● DATA EXCERPTS
use axum::http::HeaderMap;
use std::fmt;

/// Header carrying the authenticated caller's subject id.
///
/// The host application authenticates its users and forwards the id; this
/// service only scopes credentials, windows and cache entries by it.
pub const SUBJECT_HEADER: &str = "x-subject-id";

/// Extract the subject id from request headers.
pub fn extract_subject(headers: &HeaderMap) -> Result<String, SubjectError> {
    let value = headers
        .get(SUBJECT_HEADER)
        .ok_or(SubjectError::Missing)?
        .to_str()
        .map_err(|_| SubjectError::InvalidFormat)?;

    let subject = value.trim();
    if subject.is_empty() {
        return Err(SubjectError::Empty);
    }
    if subject.chars().any(char::is_whitespace) {
        return Err(SubjectError::InvalidFormat);
    }

    Ok(subject.to_string())
}

/// Subject extraction errors
#[derive(Debug, PartialEq, Clone)]
pub enum SubjectError {
    /// Header not present
    Missing,
    /// Not visible ASCII, or contains whitespace
    InvalidFormat,
    Empty,
}

impl fmt::Display for SubjectError {
    fn fmt(&self, f: &mut fmt::Formatter<'_>) -> fmt::Result {
        match self {
            SubjectError::Missing => write!(f, "missing {} header", SUBJECT_HEADER),
            SubjectError::InvalidFormat => write!(f, "malformed {} header", SUBJECT_HEADER),
            SubjectError::Empty => write!(f, "empty {} header", SUBJECT_HEADER),
        }
    }
}

impl std::error::Error for SubjectError {}
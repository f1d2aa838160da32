//! OAuth provider configuration.

use crate::config::{OAuthConfig, Secrets};

/// Endpoints, scopes and client credentials for the upstream provider.
#[derive(Clone)]
pub struct OAuthProviderConfig {
    pub auth_url: String,
    pub token_url: String,
    pub scopes: Vec<String>,
    pub client_id: String,
    pub client_secret: String,
}

impl OAuthProviderConfig {
    pub fn from_config(config: &OAuthConfig, secrets: &Secrets) -> Self {
        Self {
            auth_url: config.auth_url.clone(),
            token_url: config.token_url.clone(),
            scopes: config.scopes.clone(),
            client_id: secrets.oauth_client_id.clone(),
            client_secret: secrets.oauth_client_secret.clone(),
        }
    }

    /// Build the consent URL. Offline access with a forced consent prompt
    /// makes the provider issue a refresh token on every authorization.
    pub fn build_auth_url(&self, state: &str, redirect_uri: &str) -> String {
        let scopes = self.scopes.join(" ");
        format!(
            "{}?client_id={}&redirect_uri={}&scope={}&state={}&response_type=code&access_type=offline&prompt=consent&include_granted_scopes=true",
            self.auth_url,
            urlencoding::encode(&self.client_id),
            urlencoding::encode(redirect_uri),
            urlencoding::encode(&scopes),
            urlencoding::encode(state)
        )
    }
}

impl std::fmt::Debug for OAuthProviderConfig {
    fn fmt(&self, f: &mut std::fmt::Formatter<'_>) -> std::fmt::Result {
        f.debug_struct("OAuthProviderConfig")
            .field("auth_url", &self.auth_url)
            .field("token_url", &self.token_url)
            .field("scopes", &self.scopes)
            .field("client_id", &self.client_id)
            .finish_non_exhaustive()
    }
}
use super::due::{Due, DueStatus};
use chrono::NaiveDate;
use serde::{Deserialize, Serialize};

/// Hash of a line's text, used to find an item's line again
///
/// Multiplies by 31 over UTF-16 code units with 32-bit wraparound, so the
/// value is the same on every platform and across restarts.
pub fn content_hash(text: &str) -> i32 {
    text.encode_utf16()
        .fold(0i32, |hash, unit| hash.wrapping_mul(31).wrapping_add(i32::from(unit)))
}

/// A task parsed from one todo.txt line
///
/// Items are plain values: editing one means building a new item (see
/// [`TodoItem::with_completed`]) and serializing it back into its note.
#[derive(Debug, Clone, PartialEq, Eq, Serialize, Deserialize)]
pub struct TodoItem {
    /// Note the line came from, if any
    pub source_note_id: Option<i64>,
    pub completed: bool,
    /// Single-character priority from `(X)`
    pub priority: Option<char>,
    pub creation_date: Option<NaiveDate>,
    /// Only ever set together with `creation_date`
    pub completion_date: Option<NaiveDate>,
    pub due: Option<Due>,
    /// `+project` tokens in order of appearance
    pub project_tags: Vec<String>,
    /// `@context` tokens in order of appearance
    pub context_tags: Vec<String>,
    pub description: String,
    /// The raw line as found in the note
    pub full_text: String,
    pub content_hash: i32,
}

impl TodoItem {
    pub fn due_date(&self) -> Option<NaiveDate> {
        self.due.map(|d| d.date)
    }

    /// Urgency bucket, `NotSet` when the item has no due date
    pub fn due_status(&self) -> DueStatus {
        self.due.map(|d| d.status).unwrap_or(DueStatus::NotSet)
    }

    pub fn seconds_to_due(&self) -> Option<i64> {
        self.due.map(|d| d.seconds_to_due)
    }

    pub fn has_project(&self, tag: &str) -> bool {
        self.project_tags.iter().any(|t| t == tag)
    }

    pub fn has_context(&self, tag: &str) -> bool {
        self.context_tags.iter().any(|t| t == tag)
    }

    /// Build the edited copy of this item with a new completion state
    ///
    /// # Arguments
    /// * `done` - Target completion state
    /// * `today` - Date recorded as the completion date
    ///
    /// # Returns
    /// A new item whose `full_text` and `content_hash` match its serialized
    /// form. A completion date is only recorded when the item has a
    /// creation date, since a lone completion date cannot be written back.
    pub fn with_completed(&self, done: bool, today: NaiveDate) -> TodoItem {
        let mut item = self.clone();
        item.completed = done;
        item.completion_date = if done && item.creation_date.is_some() {
            Some(today)
        } else {
            None
        };
        item.full_text = super::serialize::serialize(&item);
        item.content_hash = content_hash(&item.full_text);
        item
    }
}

● WHAT IS EXPECTED
Each line of the material is to be copied exactly.

● RESPONSE TO THIS TASK
use axum::http::HeaderMap;
use std::fmt;

/// Header carrying the authenticated caller's subject id.
///
/// The host application authenticates its users and forwards the id; this
/// service only scopes credentials, windows and cache entries by it.
pub const SUBJECT_HEADER: &str = "x-subject-id";

/// Extract the subject id from request headers.
pub fn extract_subject(headers: &HeaderMap) -> Result<String, SubjectError> {
    let value = headers
        .get(SUBJECT_HEADER)
        .ok_or(SubjectError::Missing)?
        .to_str()
        .map_err(|_| SubjectError::InvalidFormat)?;

    let subject = value.trim();
    if subject.is_empty() {
        return Err(SubjectError::Empty);
    }
    if subject.chars().any(char::is_whitespace) {
        return Err(SubjectError::InvalidFormat);
    }

    Ok(subject.to_string())
}

/// Subject extraction errors
#[derive(Debug, PartialEq, Clone)]
pub enum SubjectError {
    /// Header not present
    Missing,
    /// Not visible ASCII, or contains whitespace
    InvalidFormat,
    Empty,
}

impl fmt::Display for SubjectError {
    fn fmt(&self, f: &mut fmt::Formatter<'_>) -> fmt::Result {
        match self {
            SubjectError::Missing => write!(f, "missing {} header", SUBJECT_HEADER),
            SubjectError::InvalidFormat => write!(f, "malformed {} header", SUBJECT_HEADER),
            SubjectError::Empty => write!(f, "empty {} header", SUBJECT_HEADER),
        }
    }
}

impl std::error::Error for SubjectError {}
repository f1d2aa838160da32
//! OAuth provider configuration.

use crate::config::{OAuthConfig, Secrets};

/// Endpoints, scopes and client credentials for the upstream provider.
#[derive(Clone)]
pub struct OAuthProviderConfig {
    pub auth_url: String,
    pub token_url: String,
    pub scopes: Vec<String>,
    pub client_id: String,
    pub client_secret: String,
}

impl OAuthProviderConfig {
    pub fn from_config(config: &OAuthConfig, secrets: &Secrets) -> Self {
        Self {
            auth_url: config.auth_url.clone(),
            token_url: config.token_url.clone(),
            scopes: config.scopes.clone(),
            client_id: secrets.oauth_client_id.clone(),
            client_secret: secrets.oauth_client_secret.clone(),
        }
    }

    /// Build the consent URL. Offline access with a forced consent prompt
    /// makes the provider issue a refresh token on every authorization.
    pub fn build_auth_url(&self, state: &str, redirect_uri: &str) -> String {
        let scopes = self.scopes.join(" ");
        format!(
            "{}?client_id={}&redirect_uri={}&scope={}&state={}&response_type=code&access_type=offline&prompt=consent&include_granted_scopes=true",
            self.auth_url,
            urlencoding::encode(&self.client_id),
            urlencoding::encode(redirect_uri),
            urlencoding::encode(&scopes),
            urlencoding::encode(state)
        )
    }
}

impl std::fmt::Debug for OAuthProviderConfig {
    fn fmt(&self, f: &mut std::fmt::Formatter<'_>) -> std::fmt::Result {
        f.debug_struct("OAuthProviderConfig")
            .field("auth_url", &self.auth_url)
            .field("token_url", &self.token_url)
            .field("scopes", &self.scopes)
            .field("client_id", &self.client_id)
            .finish_non_exhaustive()
    }
}
use super::due::{Due, DueStatus};
use chrono::NaiveDate;
use serde::{Deserialize, Serialize};

/// Hash of a line's text, used to find an item's line again
///
/// Multiplies by 31 over UTF-16 code units with 32-bit wraparound, so the
/// value is the same on every platform and across restarts.
pub fn content_hash(text: &str) -> i32 {
    text.encode_utf16()
        .fold(0i32, |hash, unit| hash.wrapping_mul(31).wrapping_add(i32::from(unit)))
}

/// A task parsed from one todo.txt line
///
/// Items are plain values: editing one means building a new item (see
/// [`TodoItem::with_completed`]) and serializing it back into its note.
#[derive(Debug, Clone, PartialEq, Eq, Serialize, Deserialize)]
pub struct TodoItem {
    /// Note the line came from, if any
    pub source_note_id: Option<i64>,
    pub completed: bool,
    /// Single-character priority from `(X)`
    pub priority: Option<char>,
    pub creation_date: Option<NaiveDate>,
    /// Only ever set together with `creation_date`
    pub completion_date: Option<NaiveDate>,
    pub due: Option<Due>,
    /// `+project` tokens in order of appearance
    pub project_tags: Vec<String>,
    /// `@context` tokens in order of appearance
    pub context_tags: Vec<String>,
    pub description: String,
    /// The raw line as found in the note
    pub full_text: String,
    pub content_hash: i32,
}

impl TodoItem {
    pub fn due_date(&self) -> Option<NaiveDate> {
        self.due.map(|d| d.date)
    }

    /// Urgency bucket, `NotSet` when the item has no due date
    pub fn due_status(&self) -> DueStatus {
        self.due.map(|d| d.status).unwrap_or(DueStatus::NotSet)
    }

    pub fn seconds_to_due(&self) -> Option<i64> {
        self.due.map(|d| d.seconds_to_due)
    }

    pub fn has_project(&self, tag: &str) -> bool {
        self.project_tags.iter().any(|t| t == tag)
    }

    pub fn has_context(&self, tag: &str) -> bool {
        self.context_tags.iter().any(|t| t == tag)
    }

    /// Build the edited copy of this item with a new completion state
    ///
    /// # Arguments
    /// * `done` - Target completion state
    /// * `today` - Date recorded as the completion date
    ///
    /// # Returns
    /// A new item whose `full_text` and `content_hash` match its serialized
    /// form. A completion date is only recorded when the item has a
    /// creation date, since a lone completion date cannot be written back.
    pub fn with_completed(&self, done: bool, today: NaiveDate) -> TodoItem {
        let mut item = self.clone();
        item.completed = done;
        item.completion_date = if done && item.creation_date.is_some() {
            Some(today)
        } else {
            None
        };
        item.full_text = super::serialize::serialize(&item);
        item.content_hash = content_hash(&item.full_text);
        item
    }
}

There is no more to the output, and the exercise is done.